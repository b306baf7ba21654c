// Copyright (C) 2026  Caprica Software Limited
//
// This program is free software: you can redistribute it and/or modify
// it under the terms of the GNU General Public License as published by
// the Free Software Foundation, either version 3 of the License, or
// (at your option) any later version.
//
// This program is distributed in the hope that it will be useful,
// but WITHOUT ANY WARRANTY; without even the implied warranty of
// MERCHANTABILITY or FITNESS FOR A PARTICULAR PURPOSE.  See the
// GNU General Public License for more details.
//
// You should have received a copy of the GNU General Public License
// along with this program.  If not, see <https://www.gnu.org/licenses/>.

//! The fixed track pool.
//!
//! Every track in the game, with its position on the world map and its
//! provenance. The pool is built once at startup and treated as read-only
//! for the life of the process.

use crate::model::{Provenance, Track};

/// Width of the reference world map the coordinates are expressed against.
pub const MAP_REF_WIDTH: u32 = 1420;
/// Height of the reference world map.
pub const MAP_REF_HEIGHT: u32 = 800;

fn debut(id: u32, name: &str, x: u32, y: u32) -> Track {
    Track {
        id,
        name: name.to_string(),
        x,
        y,
        provenance: Provenance::New,
    }
}

fn retro(id: u32, name: &str, x: u32, y: u32, origin: &str) -> Track {
    Track {
        id,
        name: name.to_string(),
        x,
        y,
        provenance: Provenance::Returning {
            origin: origin.to_string(),
        },
    }
}

/// Builds the complete pool: 16 debut tracks and 14 returning ones.
pub fn all_tracks() -> Vec<Track> {
    vec![
        debut(1, "Mario Bros. Circuit", 420, 537),
        debut(2, "Crown City", 555, 607),
        debut(3, "Whistlestop Summit", 410, 687),
        debut(4, "DK Spaceport", 570, 717),
        debut(5, "Starview Peak", 940, 231),
        debut(6, "Faraway Oasis", 830, 587),
        debut(7, "Peach Stadium", 700, 510),
        debut(8, "Salty Salty Speedway", 930, 547),
        debut(9, "Great ? Block Ruins", 980, 697),
        debut(10, "Cheep Cheep Falls", 850, 472),
        debut(11, "Dandelion Depths", 810, 352),
        debut(12, "Boo Cinema", 850, 140),
        debut(13, "Dry Bones Burnout", 545, 177),
        debut(14, "Bowser's Castle", 480, 92),
        debut(15, "Acorn Heights", 690, 17),
        debut(16, "Rainbow Road", 700, 600),
        retro(17, "Desert Hills", 310, 623, "Mario Kart DS"),
        retro(18, "Shy Guy Bazaar", 310, 447, "Mario Kart 7"),
        retro(19, "Wario Stadium", 430, 387, "Mario Kart 64"),
        retro(20, "Airship Fortress", 350, 297, "Mario Kart DS"),
        retro(21, "DK Pass", 960, 392, "Mario Kart DS"),
        retro(22, "Sky-High Sundae", 1060, 322, "MK8 Booster Pass"),
        retro(23, "Wario's Galleon", 1080, 462, "Mario Kart 7"),
        retro(24, "Koopa Troopa Beach", 700, 695, "Super Mario Kart"),
        retro(25, "Peach Beach", 1060, 590, "Double Dash!!"),
        retro(26, "Dino Dino Jungle", 830, 745, "Double Dash!!"),
        retro(27, "Moo Moo Meadows", 680, 382, "Mario Kart Wii"),
        retro(28, "Choco Mountain", 570, 463, "Mario Kart 64"),
        retro(29, "Toad's Factory", 530, 322, "Mario Kart Wii"),
        retro(30, "Mario Circuit", 730, 282, "Super Mario Kart"),
    ]
}
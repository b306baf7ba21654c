// Copyright (C) 2026  Caprica Software Limited
//
// This program is free software: you can redistribute it and/or modify
// it under the terms of the GNU General Public License as published by
// the Free Software Foundation, either version 3 of the License, or
// (at your option) any later version.
//
// This program is distributed in the hope that it will be useful,
// but WITHOUT ANY WARRANTY; without even the implied warranty of
// MERCHANTABILITY or FITNESS FOR A PARTICULAR PURPOSE.  See the
// GNU General Public License for more details.
//
// You should have received a copy of the GNU General Public License
// along with this program.  If not, see <https://www.gnu.org/licenses/>.

//! Command-line front end.
//!
//! Loads the configuration, runs exactly one subcommand against the fixed
//! track pool, and persists any state change before exiting. All domain
//! logic lives in the library; this file only wires user actions to it and
//! decides what to print.

use anyhow::{Context, Result, bail};
use clap::Parser;
use rand::{SeedableRng, rngs::StdRng};

use cupdraw::{
    catalog,
    cli::{Cli, Command},
    config::{self, AppConfig},
    model::{SelectedTrack, Track},
    picker, share,
    util::format::format_track_list,
};

fn main() -> Result<()> {
    let cli = Cli::parse();
    let mut cfg = config::load_config();
    let pool = catalog::all_tracks();

    match cli.command {
        Command::Draw { count, seed, force } => cmd_draw(&mut cfg, &pool, count, seed, force),
        Command::Show => cmd_show(&cfg, &pool),
        Command::Open { token, save, force } => cmd_open(&mut cfg, &pool, &token, save, force),
        Command::Done { order } => cmd_done(&mut cfg, &pool, order),
        Command::Export => cmd_export(&cfg, &pool),
        Command::Reset { force } => cmd_reset(&mut cfg, force),
        Command::Tracks => cmd_tracks(&pool),
    }
}

/// Draws a fresh cup, replacing the current one and clearing progress.
fn cmd_draw(
    cfg: &mut AppConfig,
    pool: &[Track],
    count: Option<usize>,
    seed: Option<u64>,
    force: bool,
) -> Result<()> {
    guard_progress(cfg, force)?;

    let count = count.unwrap_or(cfg.cup_size);
    let mut rng = match seed {
        Some(seed) => StdRng::seed_from_u64(seed),
        None => StdRng::from_rng(&mut rand::rng()),
    };
    let selection = picker::draw(pool, count, &mut rng)?;

    let token = share::encode(&selection);
    cfg.last_selection = Some(token.clone());
    cfg.completed.clear();
    config::save_config(cfg).context("Failed to save the new selection")?;

    print_selection(&selection, &cfg.completed);
    println!();
    println!("Share token: {token}");
    Ok(())
}

fn cmd_show(cfg: &AppConfig, pool: &[Track]) -> Result<()> {
    let Some(selection) = current_selection(cfg, pool)? else {
        println!("No cup drawn yet. Run `cupdraw draw` to get one.");
        return Ok(());
    };

    print_selection(&selection, &cfg.completed);
    if let Some(token) = &cfg.last_selection {
        println!();
        println!("Share token: {token}");
    }
    Ok(())
}

/// Decodes a token someone shared and prints it; with `--save` it becomes
/// the current cup and progress starts over.
fn cmd_open(
    cfg: &mut AppConfig,
    pool: &[Track],
    token: &str,
    save: bool,
    force: bool,
) -> Result<()> {
    let selection =
        share::decode(token, pool, None).context("Could not read the shared token")?;

    print_selection(&selection, &[]);

    if save {
        guard_progress(cfg, force)?;
        cfg.last_selection = Some(token.to_string());
        cfg.completed.clear();
        config::save_config(cfg).context("Failed to save the shared selection")?;
        println!();
        println!("Saved as the current cup.");
    }
    Ok(())
}

/// Toggles completion of one order number in the current cup.
fn cmd_done(cfg: &mut AppConfig, pool: &[Track], order: u32) -> Result<()> {
    let Some(selection) = current_selection(cfg, pool)? else {
        bail!("No cup drawn yet, nothing to mark done");
    };
    if order == 0 || order as usize > selection.len() {
        bail!(
            "Order {} is not in the current cup (valid orders are 1 to {})",
            order,
            selection.len()
        );
    }

    if let Some(position) = cfg.completed.iter().position(|&o| o == order) {
        cfg.completed.remove(position);
    } else {
        cfg.completed.push(order);
        cfg.completed.sort_unstable();
    }
    config::save_config(cfg).context("Failed to save progress")?;

    print_selection(&selection, &cfg.completed);
    Ok(())
}

fn cmd_export(cfg: &AppConfig, pool: &[Track]) -> Result<()> {
    let Some(selection) = current_selection(cfg, pool)? else {
        bail!("No cup drawn yet, nothing to export");
    };
    println!("{}", format_track_list(&selection));
    Ok(())
}

fn cmd_reset(cfg: &mut AppConfig, force: bool) -> Result<()> {
    guard_progress(cfg, force)?;
    cfg.last_selection = None;
    cfg.completed.clear();
    config::save_config(cfg).context("Failed to save configuration")?;
    println!("Cup cleared.");
    Ok(())
}

fn cmd_tracks(pool: &[Track]) -> Result<()> {
    for track in pool {
        println!("{:>2}  {} [{}]", track.id, track.name, track.badge());
    }
    Ok(())
}

/// Restores the persisted selection, if any.
///
/// A token that no longer decodes (hand-edited file, older format) is
/// surfaced as an error rather than silently discarded.
fn current_selection(cfg: &AppConfig, pool: &[Track]) -> Result<Option<Vec<SelectedTrack>>> {
    match &cfg.last_selection {
        Some(token) => {
            let selection = share::decode(token, pool, None)
                .context("The saved selection is unreadable, run `cupdraw reset --force`")?;
            Ok(Some(selection))
        }
        None => Ok(None),
    }
}

/// Refuses to discard completion progress unless `--force` is given.
fn guard_progress(cfg: &AppConfig, force: bool) -> Result<()> {
    if !force && !cfg.completed.is_empty() {
        bail!(
            "{} completed track(s) would be lost, pass --force to continue",
            cfg.completed.len()
        );
    }
    Ok(())
}

/// Prints the cup in running order with progress marks: `x` for completed
/// tracks and `>` for the next one up.
fn print_selection(selection: &[SelectedTrack], completed: &[u32]) {
    let next = next_track_order(selection, completed);
    let mut sorted: Vec<&SelectedTrack> = selection.iter().collect();
    sorted.sort_by_key(|s| s.order);

    for entry in sorted {
        let mark = if completed.contains(&entry.order) {
            'x'
        } else if next == Some(entry.order) {
            '>'
        } else {
            ' '
        };
        println!(
            "{mark} {:>2}. {} [{}]",
            entry.order,
            entry.track.name,
            entry.track.badge()
        );
    }

    if !completed.is_empty() {
        println!();
        println!(
            "{} of {} tracks completed",
            completed.len(),
            selection.len()
        );
    }
}

/// The lowest order number not yet completed, if any remain.
fn next_track_order(selection: &[SelectedTrack], completed: &[u32]) -> Option<u32> {
    selection
        .iter()
        .map(|s| s.order)
        .filter(|order| !completed.contains(order))
        .min()
}

#[cfg(test)]
mod tests {
    use super::*;
    use cupdraw::model::Provenance;

    fn cup(orders: &[u32]) -> Vec<SelectedTrack> {
        orders
            .iter()
            .map(|&order| SelectedTrack {
                track: Track {
                    id: order,
                    name: format!("Track {order}"),
                    x: 0,
                    y: 0,
                    provenance: Provenance::New,
                },
                order,
            })
            .collect()
    }

    #[test]
    fn next_up_is_the_lowest_uncompleted_order() {
        let selection = cup(&[1, 2, 3, 4]);
        assert_eq!(next_track_order(&selection, &[]), Some(1));
        assert_eq!(next_track_order(&selection, &[1, 2]), Some(3));
        assert_eq!(next_track_order(&selection, &[2]), Some(1));
    }

    #[test]
    fn next_up_is_none_once_everything_is_done() {
        let selection = cup(&[1, 2]);
        assert_eq!(next_track_order(&selection, &[1, 2]), None);
    }

    #[test]
    fn progress_guard_blocks_without_force() {
        let cfg = AppConfig {
            completed: vec![1, 2],
            ..AppConfig::default()
        };
        assert!(guard_progress(&cfg, false).is_err());
        assert!(guard_progress(&cfg, true).is_ok());
        assert!(guard_progress(&AppConfig::default(), false).is_ok());
    }
}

********

- _Task goal_
Start with the line above that contains "let mut rng" and stop after the line that contains "save the new". Output those lines exactly, and only those.

- _Reply_
    let mut rng = match seed {
        Some(seed) => StdRng::seed_from_u64(seed),
        None => StdRng::from_rng(&mut rand::rng()),
    };
    let selection = picker::draw(pool, count, &mut rng)?;

    let token = share::encode(&selection);
    cfg.last_selection = Some(token.clone());
    cfg.completed.clear();
    config::save_config(cfg).context("Failed to save the new selection")?;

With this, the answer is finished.